De fato, traduzir esse termo inglês não é fácil: o significado literal de bullshit é “merda de boi”, porém, na linguagem coloquial, ele designa desde a besteira, bobagem – algo dito sem conhecimento de causa –, até a mentira manipulativa, passando pela conversa fiada, com fins de se gabar ou tirar vantagem: lorota.

Frankfurt faz uma distinção crucial entre os tipos de disseminadores de inverdades: enquanto o mentiroso tem que conhecer a verdade em questão, a fim de melhor escondê-la de quem pretenda ludibriar, a única preocupação do contador de bullshit é sua vantagem pessoal e o avanço da própria agenda.

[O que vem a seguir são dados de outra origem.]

// SPDX-License-Identifier: BUSL-1.1
// Copyright (c) 2026 Alfred Jean LLC

//! Logger configuration as loaded from TOML.
//!
//! Top-level keys are defaults for every file; `[[files]]` entries name a
//! file id and override any subset of them:
//!
//! ```toml
//! base_path = "logs"
//! date_format = "%Y%m%d"
//!
//! [[files]]
//! path = "app.log"
//! max_file_size = 1048576
//! counter_format = "000"
//! ```

use chrono::format::{Item, StrftimeItems};
use serde::{Deserialize, Serialize};
use std::path::{Path, PathBuf};
use std::time::Duration;
use thiserror::Error;

use crate::TextEncoding;

/// Default delay between write retries.
pub const DEFAULT_WRITE_RETRY_DELAY: Duration = Duration::from_millis(500);

/// Default upper bound for draining queues on completion.
pub const DEFAULT_COMPLETION_TIMEOUT: Duration = Duration::from_millis(1500);

/// Errors from loading or validating configuration
#[derive(Debug, Error)]
pub enum ConfigError {
    #[error("failed to read config: {0}")]
    Io(#[from] std::io::Error),
    #[error("failed to parse config: {0}")]
    Parse(#[from] toml::de::Error),
    #[error("invalid date format for {file}: {format}")]
    InvalidDateFormat { file: String, format: String },
    #[error("invalid counter format for {file}: {format} (expected zeros, e.g. \"000\")")]
    InvalidCounterFormat { file: String, format: String },
    #[error("file entry has an empty path")]
    EmptyPath,
    #[error("file configured more than once: {0}")]
    DuplicatePath(String),
}

/// Per-file settings; every field is optional so entries can override a
/// subset of the defaults.
#[derive(Debug, Clone, Default, PartialEq, Eq, Serialize, Deserialize)]
pub struct FileOptions {
    pub base_path: Option<PathBuf>,
    /// Size limit in bytes; 0 disables size-based splitting.
    pub max_file_size: Option<u64>,
    /// chrono strftime pattern for the date postfix.
    pub date_format: Option<String>,
    /// Zero pattern for the counter postfix (`"000"` pads to three digits).
    pub counter_format: Option<String>,
    pub encoding: Option<TextEncoding>,
    /// Create missing directories when a write fails with not-found.
    pub ensure_base_path: Option<bool>,
    /// Queue capacity; 0 means unbounded.
    pub max_queue_size: Option<usize>,
}

impl FileOptions {
    /// Layer `over` on top of `self`.
    pub fn merged(&self, over: &FileOptions) -> FileOptions {
        FileOptions {
            base_path: over.base_path.clone().or_else(|| self.base_path.clone()),
            max_file_size: over.max_file_size.or(self.max_file_size),
            date_format: over.date_format.clone().or_else(|| self.date_format.clone()),
            counter_format: over
                .counter_format
                .clone()
                .or_else(|| self.counter_format.clone()),
            encoding: over.encoding.or(self.encoding),
            ensure_base_path: over.ensure_base_path.or(self.ensure_base_path),
            max_queue_size: over.max_queue_size.or(self.max_queue_size),
        }
    }

    pub fn base_path_or_default(&self) -> PathBuf {
        self.base_path.clone().unwrap_or_default()
    }

    pub fn max_file_size_or_default(&self) -> u64 {
        self.max_file_size.unwrap_or(0)
    }

    /// Date format, with an empty string treated as unset.
    pub fn date_format_or_default(&self) -> Option<&str> {
        self.date_format.as_deref().filter(|f| !f.is_empty())
    }

    pub fn counter_format_or_default(&self) -> &str {
        self.counter_format.as_deref().unwrap_or("")
    }

    pub fn encoding_or_default(&self) -> TextEncoding {
        self.encoding.unwrap_or_default()
    }

    pub fn ensure_base_path_or_default(&self) -> bool {
        self.ensure_base_path.unwrap_or(true)
    }

    pub fn max_queue_size_or_default(&self) -> usize {
        self.max_queue_size.unwrap_or(0)
    }

    fn validate(&self, file: &str) -> Result<(), ConfigError> {
        if let Some(format) = self.date_format_or_default() {
            if StrftimeItems::new(format).any(|item| matches!(item, Item::Error)) {
                return Err(ConfigError::InvalidDateFormat {
                    file: file.to_string(),
                    format: format.to_string(),
                });
            }
        }
        let counter = self.counter_format_or_default();
        if !counter.chars().all(|c| c == '0') {
            return Err(ConfigError::InvalidCounterFormat {
                file: file.to_string(),
                format: counter.to_string(),
            });
        }
        Ok(())
    }
}

/// A configured log file.
#[derive(Debug, Clone, PartialEq, Eq, Serialize, Deserialize)]
pub struct LogFileOptions {
    /// File id, relative to the base path (e.g. `"app.log"`, `"audit/ops.log"`).
    pub path: String,
    #[serde(flatten)]
    pub overrides: FileOptions,
}

/// Root logger configuration.
#[derive(Debug, Clone, Default, PartialEq, Eq, Serialize, Deserialize)]
pub struct LoggerOptions {
    #[serde(flatten)]
    pub defaults: FileOptions,
    pub write_retry_delay_ms: Option<u64>,
    pub completion_timeout_ms: Option<u64>,
    #[serde(default)]
    pub files: Vec<LogFileOptions>,
}

impl LoggerOptions {
    /// Load options from a TOML file.
    pub fn load(path: &Path) -> Result<Self, ConfigError> {
        let content = std::fs::read_to_string(path)?;
        Self::parse(&content)
    }

    pub fn parse(content: &str) -> Result<Self, ConfigError> {
        let options: LoggerOptions = toml::from_str(content)?;
        options.validate()?;
        Ok(options)
    }

    /// Check formats and file ids.
    pub fn validate(&self) -> Result<(), ConfigError> {
        self.defaults.validate("defaults")?;
        let mut seen = std::collections::HashSet::new();
        for file in &self.files {
            let id = normalize_file_id(&file.path);
            if id.is_empty() {
                return Err(ConfigError::EmptyPath);
            }
            if !seen.insert(id.clone()) {
                return Err(ConfigError::DuplicatePath(id));
            }
            self.defaults.merged(&file.overrides).validate(&id)?;
        }
        Ok(())
    }

    /// Effective options for every configured file, keyed by normalized id.
    pub fn resolved_files(&self) -> impl Iterator<Item = (String, FileOptions)> + '_ {
        self.files.iter().map(|file| {
            (
                normalize_file_id(&file.path),
                self.defaults.merged(&file.overrides),
            )
        })
    }

    pub fn write_retry_delay(&self) -> Duration {
        self.write_retry_delay_ms
            .map(Duration::from_millis)
            .unwrap_or(DEFAULT_WRITE_RETRY_DELAY)
    }

    pub fn completion_timeout(&self) -> Duration {
        self.completion_timeout_ms
            .map(Duration::from_millis)
            .unwrap_or(DEFAULT_COMPLETION_TIMEOUT)
    }
}

/// Normalize a file id: trims whitespace, uses `/` separators, drops a
/// leading `./`. Ids are case-folded on Windows, where file names are
/// case-insensitive.
pub fn normalize_file_id(path: &str) -> String {
    let id = path.trim().replace('\\', "/");
    let mut id = id.as_str();
    while let Some(rest) = id.strip_prefix("./") {
        id = rest;
    }
    if cfg!(windows) {
        id.to_lowercase()
    } else {
        id.to_string()
    }
}

#[cfg(test)]
#[path = "options_tests.rs"]
mod tests;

A DW entrevistou Harry Gordon Frankfurt, professor emérito de filosofia da Universidade de Princeton, sobre a atual campanha presidencial nos Estados Unidos.

Depois de publicar na revista Raritan Quarterly Review o ensaio intitulado On bullshit, em que analisa o fenômeno no nível da comunicação, ele lançou em 2005 o livro homônimo. Sucesso popular, ele figurou durante 27 semanas na lista de best-sellers do New York Times. Seu livro mais recente, On inequality  (Sobre a desigualdade), foi lançado em 2015.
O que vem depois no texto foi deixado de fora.